> **Problem details**
Retype, word for word, each line between the lines holding "for &tag in" and "let multiple = field_type.is_some_and(|t|", inclusive, and leave the rest of the data alone.

Data excerpts Start Marker

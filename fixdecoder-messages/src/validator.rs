//! Checking of decoded messages against a [`FlatDictionary`].
//!
//! Validation never fails: every problem is reported as a [`Finding`] and a
//! clean message yields an empty list. Findings are ordered by check, not by
//! position in the message:
//!
//! 1. message type resolution (stops validation when it fails)
//! 2. missing required tags, in declaration order
//! 3. enum and type violations, in message order
//! 4. ordering violations
//! 5. checksum

use std::{collections::HashMap, fmt};

use fixdecoder_dictionary::{FlatDictionary, MSG_TYPE_TAG, MessageDef};

use crate::{
    checksum::expected_checksum,
    parser::{ParsedField, parse_fields},
    types::is_valid_value,
};


pub const CHECKSUM_TAG: u32 = 10;

/// A single validation violation.
///
/// The [`Display`](fmt::Display) output is the stable, user-facing text of
/// the finding.
#[derive(Clone, Debug, Eq, PartialEq)]
pub enum Finding {
    MissingTag { tag: u32, name: String },
    UnknownMsgType(String),
    InvalidEnum { tag: u32, value: String },
    InvalidType { tag: u32, expected: String, value: String },
    OutOfOrder { tag: u32 },
    MissingChecksum,
    ChecksumMismatch { got: String, expected: String },
}

impl fmt::Display for Finding {
    fn fmt(&self, f: &mut fmt::Formatter<'_>) -> fmt::Result {
        match self {
            Finding::MissingTag { tag, name } => write!(f, "Missing required tag {tag} ({name})"),
            Finding::UnknownMsgType(value) => write!(f, "unknown message type: {value}"),
            Finding::InvalidEnum { tag, value } => {
                write!(f, "Invalid enum value '{value}' for tag {tag}")
            }
            Finding::InvalidType {
                tag,
                expected,
                value,
            } => write!(f, "Invalid type for tag {tag}: expected {expected}, got '{value}'"),
            Finding::OutOfOrder { tag } => write!(f, "Tag {tag} out of order"),
            Finding::MissingChecksum => {
                write!(f, "Missing required checksum tag {CHECKSUM_TAG}")
            }
            Finding::ChecksumMismatch { got, expected } => {
                write!(f, "Checksum mismatch: got {got}, expected {expected}")
            }
        }
    }
}

/// Validates a SOH-delimited message.
pub fn validate(msg: &str, dictionary: &FlatDictionary) -> Vec<Finding> {
    let fields = parse_fields(msg);

    let mut values: HashMap<u32, &str> = HashMap::with_capacity(fields.len());
    for field in &fields {
        values.insert(field.tag, field.value);
    }

    let message = match resolve_message(&values, dictionary) {
        Ok(message) => message,
        Err(finding) => return vec![finding],
    };

    let mut findings = Vec::new();
    check_required(message, &values, dictionary, &mut findings);
    check_values(&fields, dictionary, &mut findings);
    check_order(&fields, message, &mut findings);
    check_checksum(msg, &values, &mut findings);
    findings
}

fn resolve_message<'d>(
    values: &HashMap<u32, &str>,
    dictionary: &'d FlatDictionary,
) -> Result<&'d MessageDef, Finding> {
    let Some(msg_type) = values.get(&MSG_TYPE_TAG) else {
        return Err(Finding::MissingTag {
            tag: MSG_TYPE_TAG,
            name: "MsgType".to_owned(),
        });
    };
    dictionary
        .message(msg_type)
        .ok_or_else(|| Finding::UnknownMsgType((*msg_type).to_owned()))
}

fn check_required(
    message: &MessageDef,
    values: &HashMap<u32, &str>,
    dictionary: &FlatDictionary,
    findings: &mut Vec<Finding>,
) {
    for &tag in &message.required {
        if !values.contains_key(&tag) {
            findings.push(Finding::MissingTag {
                tag,
                name: dictionary.field_name(tag).into_owned(),
            });
        }
    }
}

fn is_known_code(codes: &HashMap<String, String>, value: &str, multiple: bool) -> bool {
    if multiple {
        let mut tokens = value.split(' ').filter(|token| !token.is_empty()).peekable();
        tokens.peek().is_some() && tokens.all(|token| codes.contains_key(token))
    } else {
        codes.contains_key(value)
    }
}

fn check_values(fields: &[ParsedField<'_>], dictionary: &FlatDictionary, findings: &mut Vec<Finding>) {
    for field in fields {
        let field_type = dictionary.field_type(field.tag);

        if let Some(codes) = dictionary.enum_values(field.tag) {
            let multiple = field_type.is_some_and(|t| t.is_multiple_value());
            if !is_known_code(codes, field.value, multiple) {
                findings.push(Finding::InvalidEnum {
                    tag: field.tag,
                    value: field.value.to_owned(),
                });
            }
        }

        if let Some(field_type) = field_type {
            if !is_valid_value(field_type, field.value) {
                findings.push(Finding::InvalidType {
                    tag: field.tag,
                    expected: dictionary
                        .type_name(field.tag)
                        .map_or_else(|| field_type.to_string(), str::to_owned),
                    value: field.value.to_owned(),
                });
            }
        }
    }
}

/// Reports every field whose declared position is lower than the highest
/// position seen before it. Tags outside the message layout are ignored.
fn check_order(fields: &[ParsedField<'_>], message: &MessageDef, findings: &mut Vec<Finding>) {
    let positions: HashMap<u32, usize> = message
        .field_order
        .iter()
        .enumerate()
        .map(|(position, &tag)| (tag, position))
        .collect();

    let mut highest: Option<usize> = None;
    for field in fields {
        let Some(&position) = positions.get(&field.tag) else {
            continue;
        };
        match highest {
            Some(max) if position < max => findings.push(Finding::OutOfOrder { tag: field.tag }),
            _ => highest = Some(position),
        }
    }
}

fn check_checksum(msg: &str, values: &HashMap<u32, &str>, findings: &mut Vec<Finding>) {
    let Some(&got) = values.get(&CHECKSUM_TAG) else {
        findings.push(Finding::MissingChecksum);
        return;
    };
    let expected = expected_checksum(msg);
    if got != expected {
        findings.push(Finding::ChecksumMismatch {
            got: got.to_owned(),
            expected,
        });
    }
}
use std::path::PathBuf;

use clap::{Parser, ValueEnum};

#[derive(Parser, Debug)]
#[command(name = "fixdecoder")]
#[command(about = "Pretty-prints and validates FIX messages found in log files")]
#[command(version)]
pub struct Cli {
    /// FIX version used for schema display (40,41,42,43,44,50,50SP1,50SP2,T11)
    ///
    /// The built-in dictionaries cover the session messages and the common
    /// order entry, execution and market data flows only. Tags outside them
    /// print as bare numbers; pass a complete dictionary with --xml instead.
    #[arg(long, value_name = "VER", default_value = "44")]
    pub fix: String,

    /// Load the dictionary from an XML file instead of an embedded one
    #[arg(long, value_name = "FILE")]
    pub xml: Option<PathBuf>,

    /// Message name or MsgType to display (omit the value to list all messages)
    #[arg(long, value_name = "NAME|MSGTYPE", num_args = 0..=1)]
    pub message: Option<Option<String>>,

    /// Tag number to display (omit the value to list all tags)
    #[arg(long, value_name = "TAG", num_args = 0..=1)]
    pub tag: Option<Option<String>>,

    /// Component to display (omit the value to list all components)
    #[arg(long, value_name = "NAME", num_args = 0..=1)]
    pub component: Option<Option<String>>,

    /// Show a summary of the selected dictionary
    #[arg(long)]
    pub info: bool,

    /// Show enum values
    #[arg(long)]
    pub verbose: bool,

    /// Lay lists and enums out in columns
    #[arg(long)]
    pub column: bool,

    /// Include the Header block in message display
    #[arg(long)]
    pub header: bool,

    /// Include the Trailer block in message display
    #[arg(long)]
    pub trailer: bool,

    /// Validate decoded messages
    #[arg(long)]
    pub validate: bool,

    /// Force coloured output on or off (default: on when stdout is a terminal)
    #[arg(long, value_enum, value_name = "yes|no", num_args = 0..=1, default_missing_value = "yes")]
    pub colour: Option<ColourChoice>,

    /// Replace sensitive values (ids, accounts, passwords) with stable aliases
    #[arg(long)]
    pub secret: bool,

    /// Debug logging to stderr
    #[arg(long)]
    pub debug: bool,

    /// Log files to decode, none or `-` reads stdin
    pub files: Vec<String>,
}

impl Cli {
    /// Whether any schema query was requested instead of log decoding.
    pub fn has_query(&self) -> bool {
        self.xml.is_some()
            || self.info
            || self.message.is_some()
            || self.tag.is_some()
            || self.component.is_some()
    }
}

#[derive(Clone, Copy, Debug, Eq, PartialEq, ValueEnum)]
pub enum ColourChoice {
    Yes,
    No,
}

#[cfg(test)]
mod tests {
    use assert_matches::assert_matches;
    use clap::{CommandFactory, error::ErrorKind};

    use super::*;

    fn parse(args: &[&str]) -> Cli {
        Cli::try_parse_from([&["fixdecoder"][..], args].concat()).unwrap()
    }

    #[test]
    fn command_is_consistent() {
        Cli::command().debug_assert();
    }

    #[test]
    fn defaults() {
        let cli = parse(&[]);
        assert_eq!(cli.fix, "44");
        assert!(cli.xml.is_none());
        assert!(cli.colour.is_none());
        assert!(cli.files.is_empty());
        assert!(!cli.has_query());
    }

    #[test]
    fn bare_and_valued_queries() {
        let cli = parse(&["--message"]);
        assert_eq!(cli.message, Some(None));
        assert!(cli.has_query());

        let cli = parse(&["--message=NewOrderSingle", "--tag", "35"]);
        assert_eq!(cli.message, Some(Some("NewOrderSingle".to_owned())));
        assert_eq!(cli.tag, Some(Some("35".to_owned())));
        assert_eq!(cli.component, None);

        let cli = parse(&["--component="]);
        assert_eq!(cli.component, Some(Some(String::new())));
    }

    #[test]
    fn long_help_mentions_dictionary_coverage() {
        let help = Cli::command().render_long_help().to_string();
        assert!(help.contains("built-in dictionaries cover the session messages"));
    }

    #[test]
    fn colour_choice() {
        assert_eq!(parse(&["--colour", "no"]).colour, Some(ColourChoice::No));
        assert_eq!(parse(&["--colour=yes"]).colour, Some(ColourChoice::Yes));
        assert_eq!(parse(&["--colour"]).colour, Some(ColourChoice::Yes));
        assert_matches!(
            Cli::try_parse_from(["fixdecoder", "--colour=maybe"]),
            Err(err) if err.kind() == ErrorKind::InvalidValue
        );
    }

    #[test]
    fn files_and_flags() {
        let cli = parse(&["--validate", "--secret", "a.log", "-", "b.log"]);
        assert!(cli.validate);
        assert!(cli.secret);
        assert_eq!(cli.files, ["a.log", "-", "b.log"]);
    }
}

Data excerpts End Marker

> **Answer for the task**
    for &tag in &message.required {
        if !values.contains_key(&tag) {
            findings.push(Finding::MissingTag {
                tag,
                name: dictionary.field_name(tag).into_owned(),
            });
        }
    }
}

fn is_known_code(codes: &HashMap<String, String>, value: &str, multiple: bool) -> bool {
    if multiple {
        let mut tokens = value.split(' ').filter(|token| !token.is_empty()).peekable();
        tokens.peek().is_some() && tokens.all(|token| codes.contains_key(token))
    } else {
        codes.contains_key(value)
    }
}

fn check_values(fields: &[ParsedField<'_>], dictionary: &FlatDictionary, findings: &mut Vec<Finding>) {
    for field in fields {
        let field_type = dictionary.field_type(field.tag);

        if let Some(codes) = dictionary.enum_values(field.tag) {
            let multiple = field_type.is_some_and(|t| t.is_multiple_value());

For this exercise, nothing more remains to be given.